- **What is expected**: Scan the entries and copy each line where the word "database" is present.

- **Given data**:
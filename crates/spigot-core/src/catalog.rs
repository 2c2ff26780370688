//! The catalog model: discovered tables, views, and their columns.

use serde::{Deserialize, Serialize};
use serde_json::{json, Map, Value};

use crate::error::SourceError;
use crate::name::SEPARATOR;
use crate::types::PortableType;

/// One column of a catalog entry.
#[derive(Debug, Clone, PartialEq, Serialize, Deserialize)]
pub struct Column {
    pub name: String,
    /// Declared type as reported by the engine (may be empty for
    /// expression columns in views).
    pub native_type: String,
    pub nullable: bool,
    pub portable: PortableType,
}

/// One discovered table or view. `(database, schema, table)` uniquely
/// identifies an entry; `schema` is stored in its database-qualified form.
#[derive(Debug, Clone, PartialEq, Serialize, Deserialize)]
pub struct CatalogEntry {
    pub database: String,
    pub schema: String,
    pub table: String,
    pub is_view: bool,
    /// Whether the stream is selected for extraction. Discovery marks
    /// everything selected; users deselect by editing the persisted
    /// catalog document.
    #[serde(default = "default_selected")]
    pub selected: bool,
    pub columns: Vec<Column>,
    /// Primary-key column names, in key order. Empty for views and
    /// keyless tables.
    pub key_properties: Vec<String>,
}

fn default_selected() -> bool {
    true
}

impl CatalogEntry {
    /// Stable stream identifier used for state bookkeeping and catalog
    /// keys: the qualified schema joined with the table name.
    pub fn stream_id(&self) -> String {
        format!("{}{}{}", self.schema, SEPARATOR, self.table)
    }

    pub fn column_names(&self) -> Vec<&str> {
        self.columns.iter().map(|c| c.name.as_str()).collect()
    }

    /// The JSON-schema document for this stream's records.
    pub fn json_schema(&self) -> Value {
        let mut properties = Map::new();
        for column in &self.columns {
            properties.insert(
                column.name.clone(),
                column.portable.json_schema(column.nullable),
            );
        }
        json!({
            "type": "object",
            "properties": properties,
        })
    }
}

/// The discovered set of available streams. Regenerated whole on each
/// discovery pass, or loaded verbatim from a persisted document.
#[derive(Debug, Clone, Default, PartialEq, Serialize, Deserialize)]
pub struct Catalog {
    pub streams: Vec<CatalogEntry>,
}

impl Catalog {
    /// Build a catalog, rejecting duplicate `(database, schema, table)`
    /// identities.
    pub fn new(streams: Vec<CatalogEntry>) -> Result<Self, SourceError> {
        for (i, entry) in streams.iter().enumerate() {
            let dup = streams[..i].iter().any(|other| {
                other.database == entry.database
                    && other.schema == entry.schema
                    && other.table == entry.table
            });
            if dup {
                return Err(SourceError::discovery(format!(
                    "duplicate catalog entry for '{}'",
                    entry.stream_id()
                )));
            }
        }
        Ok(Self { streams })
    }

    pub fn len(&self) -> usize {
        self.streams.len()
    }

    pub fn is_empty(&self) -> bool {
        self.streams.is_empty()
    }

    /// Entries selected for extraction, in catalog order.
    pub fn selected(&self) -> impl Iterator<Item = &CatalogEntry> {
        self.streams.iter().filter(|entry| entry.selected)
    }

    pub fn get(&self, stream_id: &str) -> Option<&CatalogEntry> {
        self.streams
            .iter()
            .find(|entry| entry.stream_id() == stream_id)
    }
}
==
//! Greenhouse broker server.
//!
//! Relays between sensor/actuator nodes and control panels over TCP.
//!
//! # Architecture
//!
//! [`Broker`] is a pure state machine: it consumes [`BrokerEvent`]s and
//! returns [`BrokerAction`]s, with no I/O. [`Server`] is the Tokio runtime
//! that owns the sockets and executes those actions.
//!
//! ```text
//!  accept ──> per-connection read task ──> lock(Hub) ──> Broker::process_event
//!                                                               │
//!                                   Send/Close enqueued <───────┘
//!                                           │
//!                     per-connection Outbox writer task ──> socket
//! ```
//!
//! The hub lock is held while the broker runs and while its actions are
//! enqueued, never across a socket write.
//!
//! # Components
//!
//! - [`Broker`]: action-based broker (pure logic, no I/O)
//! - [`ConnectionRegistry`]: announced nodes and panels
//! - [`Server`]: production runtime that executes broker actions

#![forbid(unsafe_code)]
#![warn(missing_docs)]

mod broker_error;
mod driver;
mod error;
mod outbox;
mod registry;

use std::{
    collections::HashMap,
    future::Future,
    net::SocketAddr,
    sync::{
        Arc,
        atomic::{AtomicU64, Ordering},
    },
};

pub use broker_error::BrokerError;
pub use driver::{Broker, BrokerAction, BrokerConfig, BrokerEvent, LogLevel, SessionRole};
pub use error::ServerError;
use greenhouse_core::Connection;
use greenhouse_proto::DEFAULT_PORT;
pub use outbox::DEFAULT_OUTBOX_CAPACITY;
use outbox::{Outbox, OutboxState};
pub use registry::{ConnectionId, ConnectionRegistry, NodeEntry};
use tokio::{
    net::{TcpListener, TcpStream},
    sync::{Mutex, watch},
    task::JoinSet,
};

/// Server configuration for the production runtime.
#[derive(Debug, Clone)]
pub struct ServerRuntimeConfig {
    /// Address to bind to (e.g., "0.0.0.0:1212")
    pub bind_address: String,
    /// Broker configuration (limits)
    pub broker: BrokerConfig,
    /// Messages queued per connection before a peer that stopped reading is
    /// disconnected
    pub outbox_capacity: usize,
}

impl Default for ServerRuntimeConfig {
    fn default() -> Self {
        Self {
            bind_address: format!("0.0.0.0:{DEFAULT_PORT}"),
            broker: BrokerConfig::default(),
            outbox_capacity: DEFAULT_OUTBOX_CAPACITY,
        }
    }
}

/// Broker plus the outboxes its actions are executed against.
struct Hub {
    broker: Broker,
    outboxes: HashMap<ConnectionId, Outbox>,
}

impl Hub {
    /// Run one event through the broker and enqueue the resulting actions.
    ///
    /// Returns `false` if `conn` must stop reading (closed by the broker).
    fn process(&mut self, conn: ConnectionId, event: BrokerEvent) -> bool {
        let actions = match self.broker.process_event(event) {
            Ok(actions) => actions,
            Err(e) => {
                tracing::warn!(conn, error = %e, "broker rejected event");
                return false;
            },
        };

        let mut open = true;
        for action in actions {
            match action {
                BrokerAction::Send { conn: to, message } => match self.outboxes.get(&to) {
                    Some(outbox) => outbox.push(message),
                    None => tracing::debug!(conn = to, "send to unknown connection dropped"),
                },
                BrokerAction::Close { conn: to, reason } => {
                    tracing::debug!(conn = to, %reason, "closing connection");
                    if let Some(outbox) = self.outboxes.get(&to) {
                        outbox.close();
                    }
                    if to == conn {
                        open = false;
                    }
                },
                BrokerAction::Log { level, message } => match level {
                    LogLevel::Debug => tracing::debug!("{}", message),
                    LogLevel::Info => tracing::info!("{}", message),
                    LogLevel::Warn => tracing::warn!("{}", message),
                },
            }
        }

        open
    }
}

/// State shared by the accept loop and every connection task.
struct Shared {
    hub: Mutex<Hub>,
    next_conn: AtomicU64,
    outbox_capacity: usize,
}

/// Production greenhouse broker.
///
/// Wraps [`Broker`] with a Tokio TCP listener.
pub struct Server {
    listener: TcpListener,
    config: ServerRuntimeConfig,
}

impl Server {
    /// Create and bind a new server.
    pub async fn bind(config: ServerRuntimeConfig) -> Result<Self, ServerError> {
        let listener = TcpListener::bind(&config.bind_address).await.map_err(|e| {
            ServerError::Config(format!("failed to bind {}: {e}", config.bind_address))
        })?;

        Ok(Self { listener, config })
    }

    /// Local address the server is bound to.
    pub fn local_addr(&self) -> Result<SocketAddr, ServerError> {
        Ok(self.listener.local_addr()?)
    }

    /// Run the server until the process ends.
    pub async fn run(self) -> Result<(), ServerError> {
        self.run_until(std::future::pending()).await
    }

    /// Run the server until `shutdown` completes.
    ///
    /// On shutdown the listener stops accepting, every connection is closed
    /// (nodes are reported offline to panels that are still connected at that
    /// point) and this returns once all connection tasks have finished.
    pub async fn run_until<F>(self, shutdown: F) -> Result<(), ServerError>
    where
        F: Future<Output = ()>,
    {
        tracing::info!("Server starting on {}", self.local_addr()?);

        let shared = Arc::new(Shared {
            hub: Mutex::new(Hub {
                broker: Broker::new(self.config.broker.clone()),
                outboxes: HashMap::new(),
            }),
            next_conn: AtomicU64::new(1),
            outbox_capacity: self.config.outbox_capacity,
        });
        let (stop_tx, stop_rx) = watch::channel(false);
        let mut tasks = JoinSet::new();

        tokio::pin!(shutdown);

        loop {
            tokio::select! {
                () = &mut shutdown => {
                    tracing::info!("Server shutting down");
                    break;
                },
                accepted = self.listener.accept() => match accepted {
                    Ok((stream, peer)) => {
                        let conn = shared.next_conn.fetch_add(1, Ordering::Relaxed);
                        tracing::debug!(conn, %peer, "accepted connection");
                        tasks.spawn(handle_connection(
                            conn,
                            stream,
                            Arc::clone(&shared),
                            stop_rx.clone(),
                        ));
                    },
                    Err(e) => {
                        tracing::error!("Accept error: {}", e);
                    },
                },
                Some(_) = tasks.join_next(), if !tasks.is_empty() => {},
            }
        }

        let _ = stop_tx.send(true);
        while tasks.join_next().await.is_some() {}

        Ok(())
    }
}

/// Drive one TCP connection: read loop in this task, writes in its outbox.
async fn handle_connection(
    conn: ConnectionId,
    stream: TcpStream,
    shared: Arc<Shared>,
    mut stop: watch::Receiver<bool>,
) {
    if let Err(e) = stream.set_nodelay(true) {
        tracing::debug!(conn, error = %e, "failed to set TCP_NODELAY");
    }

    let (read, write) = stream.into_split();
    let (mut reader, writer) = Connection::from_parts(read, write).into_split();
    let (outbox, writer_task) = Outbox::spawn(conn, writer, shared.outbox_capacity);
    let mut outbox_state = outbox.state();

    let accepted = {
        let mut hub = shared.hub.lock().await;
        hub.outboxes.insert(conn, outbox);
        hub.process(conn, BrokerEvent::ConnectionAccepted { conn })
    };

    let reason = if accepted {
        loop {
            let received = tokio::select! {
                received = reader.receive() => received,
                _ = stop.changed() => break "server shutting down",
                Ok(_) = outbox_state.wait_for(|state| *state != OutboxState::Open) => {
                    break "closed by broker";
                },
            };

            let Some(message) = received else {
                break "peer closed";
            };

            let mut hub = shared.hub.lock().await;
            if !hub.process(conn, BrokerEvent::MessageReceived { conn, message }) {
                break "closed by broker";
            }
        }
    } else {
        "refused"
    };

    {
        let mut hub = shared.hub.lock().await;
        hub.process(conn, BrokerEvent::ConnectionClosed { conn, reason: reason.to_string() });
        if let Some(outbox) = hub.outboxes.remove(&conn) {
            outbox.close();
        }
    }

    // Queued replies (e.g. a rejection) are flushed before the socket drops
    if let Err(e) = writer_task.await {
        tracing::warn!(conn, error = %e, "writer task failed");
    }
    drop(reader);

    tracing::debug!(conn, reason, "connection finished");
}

- **Result**:
/// One discovered table or view. `(database, schema, table)` uniquely
/// identifies an entry; `schema` is stored in its database-qualified form.
    pub database: String,
    /// Build a catalog, rejecting duplicate `(database, schema, table)`
                other.database == entry.database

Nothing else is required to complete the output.